** TASK PROMPT **
From the first line to the last, copy the data below word for word.

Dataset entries
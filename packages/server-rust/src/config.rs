//! Top-level server configuration and store construction.

use std::sync::Arc;

use tracing::info;

use crate::logging::LogFormat;
use crate::network::NetworkConfig;
use crate::service::ServiceConfig;
use crate::storage::{MemoryVehicleStore, StoreBackend, StoreConfig, StoreError};
use crate::traits::VehicleStore;

/// Default HTTP port of the dashboard.
pub const DEFAULT_PORT: u16 = 8501;

/// Everything the binary needs to run one server.
#[derive(Debug, Clone)]
pub struct AppConfig {
    pub store: StoreConfig,
    pub network: NetworkConfig,
    pub service: ServiceConfig,
    pub log_format: LogFormat,
}

impl Default for AppConfig {
    fn default() -> Self {
        Self {
            store: StoreConfig::default(),
            network: NetworkConfig {
                port: DEFAULT_PORT,
                ..NetworkConfig::default()
            },
            service: ServiceConfig::default(),
            log_format: LogFormat::default(),
        }
    }
}

/// Opens the configured backend and checks that it answers.
///
/// # Errors
///
/// - [`StoreError::Unreachable`] when `MongoDB` does not answer the ping
/// - [`StoreError::Seed`] when the memory seed file cannot be read
/// - [`StoreError::Disabled`] when `MongoDB` is selected but not compiled in
pub async fn connect_store(config: &StoreConfig) -> Result<Arc<dyn VehicleStore>, StoreError> {
    match &config.backend {
        StoreBackend::Memory { seed } => {
            let store = match seed {
                Some(path) => MemoryVehicleStore::from_json_file(path)?,
                None => MemoryVehicleStore::new(),
            };
            info!(vehicles = store.len(), "using in-memory vehicle store");
            Ok(Arc::new(store))
        }
        #[cfg(feature = "mongodb")]
        StoreBackend::Mongo => {
            let store = crate::storage::MongoVehicleStore::connect(config).await?;
            Ok(Arc::new(store))
        }
        #[cfg(not(feature = "mongodb"))]
        StoreBackend::Mongo => Err(StoreError::Disabled("mongodb")),
    }
}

** RESPONSE TO THIS EXERCISE **
filename packages/server-rust/src/config.rs
//! Top-level server configuration and store construction.

use std::sync::Arc;

use tracing::info;

use crate::logging::LogFormat;
use crate::network::NetworkConfig;
use crate::service::ServiceConfig;
use crate::storage::{MemoryVehicleStore, StoreBackend, StoreConfig, StoreError};
use crate::traits::VehicleStore;

/// Default HTTP port of the dashboard.
pub const DEFAULT_PORT: u16 = 8501;

/// Everything the binary needs to run one server.
#[derive(Debug, Clone)]
pub struct AppConfig {
    pub store: StoreConfig,
    pub network: NetworkConfig,
    pub service: ServiceConfig,
    pub log_format: LogFormat,
}

impl Default for AppConfig {
    fn default() -> Self {
        Self {
            store: StoreConfig::default(),
            network: NetworkConfig {
                port: DEFAULT_PORT,
                ..NetworkConfig::default()
            },
            service: ServiceConfig::default(),
            log_format: LogFormat::default(),
        }
    }
}

/// Opens the configured backend and checks that it answers.
///
/// # Errors
///
/// - [`StoreError::Unreachable`] when `MongoDB` does not answer the ping
/// - [`StoreError::Seed`] when the memory seed file cannot be read
/// - [`StoreError::Disabled`] when `MongoDB` is selected but not compiled in
pub async fn connect_store(config: &StoreConfig) -> Result<Arc<dyn VehicleStore>, StoreError> {
    match &config.backend {
        StoreBackend::Memory { seed } => {
            let store = match seed {
                Some(path) => MemoryVehicleStore::from_json_file(path)?,
                None => MemoryVehicleStore::new(),
            };
            info!(vehicles = store.len(), "using in-memory vehicle store");
            Ok(Arc::new(store))
        }
        #[cfg(feature = "mongodb")]
        StoreBackend::Mongo => {
            let store = crate::storage::MongoVehicleStore::connect(config).await?;
            Ok(Arc::new(store))
        }
        #[cfg(not(feature = "mongodb"))]
        StoreBackend::Mongo => Err(StoreError::Disabled("mongodb")),
    }
}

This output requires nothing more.